[Saved entries]
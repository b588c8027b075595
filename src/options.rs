//! Client options and the user-agent merge
//!
//! Options are a free-form JSON object so callers can pass anything the
//! underlying client understands. Two keys have meaning here:
//!
//! - `baseUrl`: API root, e.g. a GitHub Enterprise instance
//! - `headers`: extra request headers (string to string)

use serde::{Deserialize, Serialize};
use serde_json::{Map, Value};

/// User agent sent with every request; callers cannot override it
pub const USER_AGENT: &str = "Electron Forge";

/// Key for the API base URL
pub const BASE_URL_KEY: &str = "baseUrl";

/// Key for the extra headers mapping
pub const HEADERS_KEY: &str = "headers";

const USER_AGENT_HEADER: &str = "user-agent";

/// Caller-supplied client options
#[derive(Debug, Clone, Default, PartialEq, Serialize, Deserialize)]
#[serde(transparent)]
pub struct ClientOptions(Map<String, Value>);

impl ClientOptions {
    /// Empty options
    pub fn new() -> Self {
        Self::default()
    }

    /// Set the API base URL
    #[must_use]
    pub fn with_base_url(mut self, url: impl Into<String>) -> Self {
        self.0
            .insert(BASE_URL_KEY.to_string(), Value::String(url.into()));
        self
    }

    /// Add a request header
    ///
    /// Replaces `headers` with an object first if it holds anything else.
    #[must_use]
    pub fn with_header(mut self, name: impl Into<String>, value: impl Into<String>) -> Self {
        let mut headers = take_headers(&mut self.0);
        headers.insert(name.into(), Value::String(value.into()));
        self.0.insert(HEADERS_KEY.to_string(), Value::Object(headers));
        self
    }

    /// Set an arbitrary top-level option
    pub fn insert(&mut self, key: impl Into<String>, value: Value) -> Option<Value> {
        self.0.insert(key.into(), value)
    }

    /// Look up a top-level option
    pub fn get(&self, key: &str) -> Option<&Value> {
        self.0.get(key)
    }

    /// The `baseUrl` option, if it is a string
    pub fn base_url(&self) -> Option<&str> {
        self.0.get(BASE_URL_KEY).and_then(Value::as_str)
    }

    /// The `headers` option, if it is an object
    pub fn headers(&self) -> Option<&Map<String, Value>> {
        self.0.get(HEADERS_KEY).and_then(Value::as_object)
    }

    /// Iterate over all top-level options
    pub fn iter(&self) -> impl Iterator<Item = (&String, &Value)> {
        self.0.iter()
    }

    /// Whether no options are set
    pub fn is_empty(&self) -> bool {
        self.0.is_empty()
    }

    /// Copy of these options with the fixed user agent forced in
    ///
    /// Every other header and top-level key is kept as-is. Any caller
    /// `user-agent` header is dropped, whatever its casing.
    pub fn merge_user_agent(&self) -> Self {
        let mut merged = self.0.clone();
        let mut headers = take_headers(&mut merged);
        headers.retain(|name, _| !name.eq_ignore_ascii_case(USER_AGENT_HEADER));
        headers.insert(
            USER_AGENT_HEADER.to_string(),
            Value::String(USER_AGENT.to_string()),
        );
        merged.insert(HEADERS_KEY.to_string(), Value::Object(headers));
        Self(merged)
    }

    /// The options as a JSON value
    pub fn to_value(&self) -> Value {
        Value::Object(self.0.clone())
    }
}

impl From<Map<String, Value>> for ClientOptions {
    fn from(map: Map<String, Value>) -> Self {
        Self(map)
    }
}

impl TryFrom<Value> for ClientOptions {
    type Error = Value;

    /// Fails with the original value unless it is a JSON object
    fn try_from(value: Value) -> std::result::Result<Self, Self::Error> {
        match value {
            Value::Object(map) => Ok(Self(map)),
            other => Err(other),
        }
    }
}

/// Remove `headers` from `map`, yielding it only if it was an object
fn take_headers(map: &mut Map<String, Value>) -> Map<String, Value> {
    match map.remove(HEADERS_KEY) {
        Some(Value::Object(headers)) => headers,
        _ => Map::new(),
    }
}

> _Assignment_:
Find every line in the records above that holds the word "request", and copy each one.

> _Solution for this task_:
//! - `headers`: extra request headers (string to string)
/// User agent sent with every request; callers cannot override it
    /// Add a request header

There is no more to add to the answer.